If Arizona Republicans hate welfare so much, why are they looking to expand it for education?

A couple of years ago, I was on Emil Franzi's radio show and we were talking by phone with the infamous Clint Bolick of the infamous Goldwater Institute. The topic was something called the Empowerment Scholarship Account or, as the hucksters who are pushing this crapola refer to it—in private—the Grandson of Vouchers, Version IV (or simply the latest application of lipstick on the same old pig). I've never seen Bolick in person, but I imagine he's got to have the broadest shoulders in America, based on the amount of shit he was shoveling and the fact that he could do so without even breathing hard.

By now, Arizonans who care about education (and apparently most of us don't) realize that when a Republican in this state opens his/her mouth to speak about education, about 54 percent of what comes out translates to "I hate teachers unions." Another 24 percent is "I hate teachers, period." Then, 21.2 percent is "How can I dick the middle class and help my rich donors send their kids to private school at the same time?" The remaining 0.8 percent is largely unintelligible, even more so than the other 99.2 percent.

An Arizona Republican claiming to be an advocate of public education is like Gen. Sherman, on his march to the sea, saying that he was acting in the name of urban renewal. It's scorched earth and they won't be happy until they have destroyed what used to be a pretty good system of public education, all in the name of partisan pettiness and a crackpot reliance on the misguided notion that "free-market principles" make everything better.

Having been slapped into submission by the courts over his previous take-from-the-taxpayer-and-give-to-the-undeserving-well-off ventures into VoucherLand, Bolick was shilling for the ESA, which he claimed was a tiny pilot program designed to help "special needs" kids get assistance with their, you know, special needs. As the conversation went on, I knew Bolick was lying and Bolick undoubtedly knew he was lying. (Because the Goldwater Institute hates all things Democratic, Emil decided to just sit there like a mamooch.)

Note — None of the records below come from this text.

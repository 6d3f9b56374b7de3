use std::path::{Path, PathBuf};

use image::{DynamicImage, GrayImage, RgbImage};
use imageproc::point::Point;
use imageproc::rect::Rect;

use crate::geometry::center_of_rect;

/// Ink is white, paper is black.
pub type BinaryImage = GrayImage;

/// Where an image to grade comes from.
#[derive(Debug, Clone)]
pub enum ImageInput {
    Path(PathBuf),
    Bytes(Vec<u8>),
    Decoded(DynamicImage),
}

impl ImageInput {
    pub fn path(&self) -> Option<&Path> {
        match self {
            ImageInput::Path(path) => Some(path),
            _ => None,
        }
    }
}

impl From<&Path> for ImageInput {
    fn from(path: &Path) -> Self {
        ImageInput::Path(path.to_path_buf())
    }
}

impl From<Vec<u8>> for ImageInput {
    fn from(bytes: Vec<u8>) -> Self {
        ImageInput::Bytes(bytes)
    }
}

impl From<DynamicImage> for ImageInput {
    fn from(image: DynamicImage) -> Self {
        ImageInput::Decoded(image)
    }
}

impl From<RgbImage> for ImageInput {
    fn from(image: RgbImage) -> Self {
        ImageInput::Decoded(DynamicImage::ImageRgb8(image))
    }
}

/// A rectangular region of the sheet holding one grid of bubbles.
#[derive(Debug, Clone)]
pub struct AnswerBlock {
    /// Position in left-to-right order.
    pub index: usize,
    /// Location in the perspective-corrected sheet.
    pub bounds: Rect,
    /// Color crop of `bounds`.
    pub image: RgbImage,
}

/// One fillable choice: the convex hull of every contour fragment merged
/// into it.
#[derive(Debug, Clone, PartialEq)]
pub struct Bubble {
    pub hull: Vec<Point<i32>>,
    pub bounds: Rect,
}

impl Bubble {
    pub fn center(&self) -> Point<f32> {
        center_of_rect(&self.bounds)
    }

    /// Half the larger side of the bounding box.
    pub fn radius(&self) -> f32 {
        self.bounds.width().max(self.bounds.height()) as f32 / 2.0
    }
}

The lying didn't really bother me. Bolick is a lawyer and some lawyers lie for a living—smoothly and without remorse. What has always bothered me about Bolick is that he's a grand hypocrite. He and his organization will fight till their last breath to keep Phoenix police unions from operating as unions (i.e., working to get decent wages for their members and protecting hard-earned benefits), but they then turn around and allow their beloved charter schools to spend taxpayer money with no oversight and no accountability.

The funniest thing (in a decidedly unfunny way) about the "special needs" claim is that private schools turn away special-needs kids at a rate of nearly 100 percent. They don't need that six grand from the state. They've got well-off parents willing to pay top dollar to provide their kids with a premium education. (There's nothing wrong with that; it's the American way.) Likewise, charter schools—which are, technically, public schools and are supposed to accept everybody—often find creative ways to turn away special-needs kids. Otherwise, they would have to hire a specialist or two and that would cut into the administration's profit margin. Bolick and the Republicans who are pushing this landfill fire certainly know this, but they continue to use special-needs kids in a most cynical manner to push their agenda.

Somewhat astonishingly, a Maricopa County Superior Court judge ruled that the early version of the ESA was not unconstitutional, finding, in effect, that Fred, The Voucher System is somehow different from Bill, The Voucher System. We're waiting to see if the Arizona Supreme Court will take up the case.

There are actually three separate bills advancing through the Legislature. All three are attempting to expand the existing program, adding (how's this for cynicism?) the children of military personnel killed in the line of duty, then later the children of cops and firefighters, then the siblings of kids already getting ESA money, then the kids of active military and then ...

Two bills—SB 1236 and HB 2291—are identical, which puts them on the fast track to passage. These two don't even attempt to be cynical. They just increase the number of people eligible for free money by 15 percent each year until everybody gets a big fat check from the government. Yes, the Goldwater Institute is fully in favor of universal educational welfare. The worst thing of all is that these self-proclaimed small-government people would be doing one of two things: They would either be creating a huge new bureaucracy needed to track the hundreds of millions of dollars going out the door or they would be opting to allow the hundreds of millions of dollars to go out the door with absolutely no oversight of accountability (as they have done in the past). How's that for a Sophie's choice?

Perhaps our best (nervous, sweat-inducing) hope is that Gov. Jan Brewer will veto it. (She signed the initial bill into law, but later vetoed an expansion effort on fiscal grounds.) Brewer has shown that she can be influenced by a huge public outcry, and if people knew what was in the ESA, there would be an uproar that made the furor over SB 1062 seem like a whisper in the forest.